The Perils of Pauline (1947)

However great Bad Lieutenant may be, after watching it a comedy is certainly needed to change the mood and this might just be the only one I have on the DVR. It's a musical comedy biopic, of all things, of Pearl White, the lady who thrilled silent movie audiences in cliffhangers like 1914's The Perils of Pauline, from where this film gets its title. The lady is played by Betty Hutton, who's one of those 40s/50s actors fans know from major musicals like Annie Get Your Gun and I know from next to nothing. I think I've seen her in one film: The Miracle of Morgan's Creek, in which she was good but reminded too much of Ginger Rogers.

She starts out in some sort of sweatshop making dresses, but escapes in the company of a theatrical client, Julia Gibbs who proves to be her road into show business, which starts with her thrust onto the stage in front of a belligerent crowd waiting too long for Romeo and Juliet. She wins them over with a lively song and dance and so becomes a member of the Farrington Players. She works her way up through the ranks but her talent is for comedy, even when it isn't appropriate. Her first appearance in a Farrington Players production is aptly described as an entrance 'like a 21 gun salute', and her second is improved mostly by Mike Farrington tying her hands together under her ample dress to keep her from waving them around.

Finally quitting from the company, after being talked down to yet again by the man she's fallen for, she finds work only in the second class profession of the movie industry. However while Mike Farrington struggles to work on the stage, Pearl White becomes the biggest thing in pictures, starring as the original and very probably cliffhanging heroine of them all. She's the serial queen that inspired Penelope Pitstop, who I watched what seemed like every night on Wacky Races and The Perils of Penelope Pitstop.

Betty Hutton has a blast with this part, sometimes literally. Then again there's so much that could have thrown into a film about the making of The Perils of Pauline that this seems sadly lacking. The most dynamic scene is the one where Pearl hires Mike Farrington as her leading man and he demonstrates overacting in a rescue scene. It's a great scene but it's a little unfair on Pearl White, who was supposed to be the subject of this biopic, given that she was the huge star, very possibly the biggest of them all in 1914, and one who made a name for herself by doing all her own stunts.

It's a coin toss as to whether Pearl or Douglas Fairbanks Sr was the silent era's Jackie Chan, and yet that side of things was almost ignored entirely here, at least until she has to raise Liberty Bonds and that isn't even on screen. If you can believe it we only see her in one film, the title picture. She performs more songs here than she does stunts, and that seems somehow heretical. We silent film afficionados have to content ourselves with a quick montage of cliffhangers and the presence in the cast of a number of silent comedy legends, such as Snub Pollard, Chester Conklin and Paul Panzer, who was the villain in the original serial, The Perils of Pauline.

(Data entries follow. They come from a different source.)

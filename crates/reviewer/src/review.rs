//! Review pipeline for opened pull requests.
//!
//! The pipeline sequences the collaborators: preference lookup, changed
//! file listing, fetch into a scoped workspace, lint, summarize, comment.
//! Collaborators are injected behind traits so the pipeline is testable
//! without a live network.

use anyhow::{Context, Result};
use async_trait::async_trait;
use std::fs;
use std::path::{Component, Path, PathBuf};
use std::sync::Arc;
use tracing::{debug, info, warn};

use crate::github::{ChangedFile, GitHubClient, GitHubError};
use crate::lint::{LintError, LintRunner};
use crate::llm::OllamaClient;
use crate::preferences::PreferenceStore;
use crate::webhooks::ReviewRequest;

/// File extension that triggers a review.
const TRACKED_EXTENSION: &str = ".tf";

/// Source-control host operations the pipeline needs.
#[async_trait]
pub trait FileHost: Send + Sync {
    /// List the files changed in the pull request.
    async fn list_changed_files(
        &self,
        request: &ReviewRequest,
    ) -> Result<Vec<ChangedFile>, GitHubError>;

    /// Fetch one file's content at the PR head commit.
    async fn fetch_file(&self, request: &ReviewRequest, path: &str)
        -> Result<String, GitHubError>;

    /// Post the review comment on the pull request.
    async fn post_comment(&self, request: &ReviewRequest, body: &str) -> Result<(), GitHubError>;
}

#[async_trait]
impl FileHost for GitHubClient {
    async fn list_changed_files(
        &self,
        request: &ReviewRequest,
    ) -> Result<Vec<ChangedFile>, GitHubError> {
        self.list_pull_request_files(&request.owner, &request.repo, request.pr_number)
            .await
    }

    async fn fetch_file(
        &self,
        request: &ReviewRequest,
        path: &str,
    ) -> Result<String, GitHubError> {
        self.get_file_content(&request.owner, &request.repo, path, &request.head_sha)
            .await
    }

    async fn post_comment(&self, request: &ReviewRequest, body: &str) -> Result<(), GitHubError> {
        self.create_issue_comment(&request.owner, &request.repo, request.pr_number, body)
            .await
    }
}

/// Static-analysis tool invoked over the review workspace.
#[async_trait]
pub trait Linter: Send + Sync {
    /// Lint the directory and return the captured output.
    async fn lint(&self, dir: &Path) -> Result<String, LintError>;
}

#[async_trait]
impl Linter for LintRunner {
    async fn lint(&self, dir: &Path) -> Result<String, LintError> {
        self.run(dir).await
    }
}

/// Produces the review summary text. Infallible by contract: endpoint
/// failures degrade to fallback text inside the implementation.
#[async_trait]
pub trait Summarizer: Send + Sync {
    /// Summarize lint output against the user's priorities.
    async fn summarize(&self, priorities: &str, lint_output: &str) -> String;
}

#[async_trait]
impl Summarizer for OllamaClient {
    async fn summarize(&self, priorities: &str, lint_output: &str) -> String {
        OllamaClient::summarize(self, priorities, lint_output).await
    }
}

/// Why a run short-circuited without side effects.
#[derive(Debug, Clone, Copy, PartialEq, Eq)]
pub enum SkipReason {
    /// No preferences stored for the repository.
    NoPreferences,
    /// No tracked-extension files changed in the PR.
    NoTrackedFiles,
}

/// Terminal outcome of one pipeline run.
#[derive(Debug, Clone, Copy, PartialEq, Eq)]
pub enum ReviewOutcome {
    /// The run short-circuited before any workspace or comment existed.
    Skipped(SkipReason),
    /// The full pipeline ran and the comment was posted.
    Completed,
}

/// The `pull_request.opened` review pipeline.
pub struct ReviewPipeline {
    store: PreferenceStore,
    host: Arc<dyn FileHost>,
    linter: Arc<dyn Linter>,
    summarizer: Arc<dyn Summarizer>,
}

impl ReviewPipeline {
    /// Create a pipeline over the given collaborators.
    pub fn new(
        store: PreferenceStore,
        host: Arc<dyn FileHost>,
        linter: Arc<dyn Linter>,
        summarizer: Arc<dyn Summarizer>,
    ) -> Self {
        Self {
            store,
            host,
            linter,
            summarizer,
        }
    }

    /// Run the full review for one opened pull request.
    ///
    /// The review workspace is owned by this call; it is removed on every
    /// exit path, including failures in linting, summarizing, and comment
    /// posting.
    pub async fn run(&self, request: &ReviewRequest) -> Result<ReviewOutcome> {
        let repo_key = request.repo_key();

        let Some(prefs) = self
            .store
            .get(&repo_key)
            .context("Failed to read preferences")?
        else {
            info!(repo = %repo_key, "No preferences stored for repository; skipping review");
            return Ok(ReviewOutcome::Skipped(SkipReason::NoPreferences));
        };

        let files = self
            .host
            .list_changed_files(request)
            .await
            .context("Failed to list changed files")?;

        let tracked: Vec<ChangedFile> = files
            .into_iter()
            .filter(|f| f.filename.ends_with(TRACKED_EXTENSION))
            .collect();

        if tracked.is_empty() {
            info!(
                repo = %repo_key,
                pr = request.pr_number,
                "No Terraform files changed; skipping review"
            );
            return Ok(ReviewOutcome::Skipped(SkipReason::NoTrackedFiles));
        }

        // Uniquely-named workspace; removed recursively when dropped, on
        // success and on every failure path below
        let workspace = tempfile::Builder::new()
            .prefix(&format!("pr-{}-", request.pr_number))
            .tempdir()
            .context("Failed to create review workspace")?;

        info!(
            repo = %repo_key,
            pr = request.pr_number,
            files = tracked.len(),
            workspace = %workspace.path().display(),
            "Fetching changed files"
        );

        for file in &tracked {
            let Some(relative) = safe_relative_path(&file.filename) else {
                warn!(file = %file.filename, "Skipping file with unsafe path");
                continue;
            };

            let content = self
                .host
                .fetch_file(request, &file.filename)
                .await
                .with_context(|| format!("Failed to fetch {}", file.filename))?;

            let dest = workspace.path().join(relative);
            if let Some(parent) = dest.parent() {
                fs::create_dir_all(parent).context("Failed to create workspace subdirectory")?;
            }
            fs::write(&dest, content)
                .with_context(|| format!("Failed to write {}", dest.display()))?;
        }

        let lint_output = self
            .linter
            .lint(workspace.path())
            .await
            .context("Linter failed to run")?;

        let summary = self
            .summarizer
            .summarize(&prefs.priorities, &lint_output)
            .await;

        self.host
            .post_comment(request, &summary)
            .await
            .context("Failed to post review comment")?;

        debug!(pr = request.pr_number, "Review comment posted");
        Ok(ReviewOutcome::Completed)
    }
}

/// Reduce a host-provided filename to a safe workspace-relative path.
///
/// Rejects absolute paths and any `..` component so a fetched file can
/// never land outside the workspace.
fn safe_relative_path(filename: &str) -> Option<PathBuf> {
    let path = Path::new(filename);
    if path
        .components()
        .all(|c| matches!(c, Component::Normal(_)))
    {
        Some(path.to_path_buf())
    } else {
        None
    }
}

#[cfg(test)]
mod tests {
    use super::*;

    #[test]
    fn test_safe_relative_path_accepts_nested() {
        assert_eq!(
            safe_relative_path("modules/vpc/main.tf"),
            Some(PathBuf::from("modules/vpc/main.tf"))
        );
    }

    #[test]
    fn test_safe_relative_path_rejects_escapes() {
        assert!(safe_relative_path("../outside.tf").is_none());
        assert!(safe_relative_path("/etc/passwd").is_none());
        assert!(safe_relative_path("a/../../b.tf").is_none());
    }
}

The story here is predictable and only half to do with reality, half being perhaps a little generous. Most of it seems to be about this great romance she has with the man who first put her on the stage. In reality, his name was Victor Sutherland, and they'd married and divorced by 1914. She'd marry again in 1919 for a couple of years, but somehow this film paints a whole new picture. That always saddens me when it comes to biopics, because anyone who really warrants a biopic is interesting enough to make such a thing fascinating enough without changing everything for no apparent reason. I'd love to see a real biography of Pearl White, but this isn't it. It has plenty to watch but not much of that has to do with her in the slightest. It mostly has to do with Betty Hutton's version of Pearl White; Billy De Wolfe's serial villain Timmy Timmons; William Demarest's half genius, half con man film director, George McGuire; and Constance Collier's dynamic Julia Gibbs.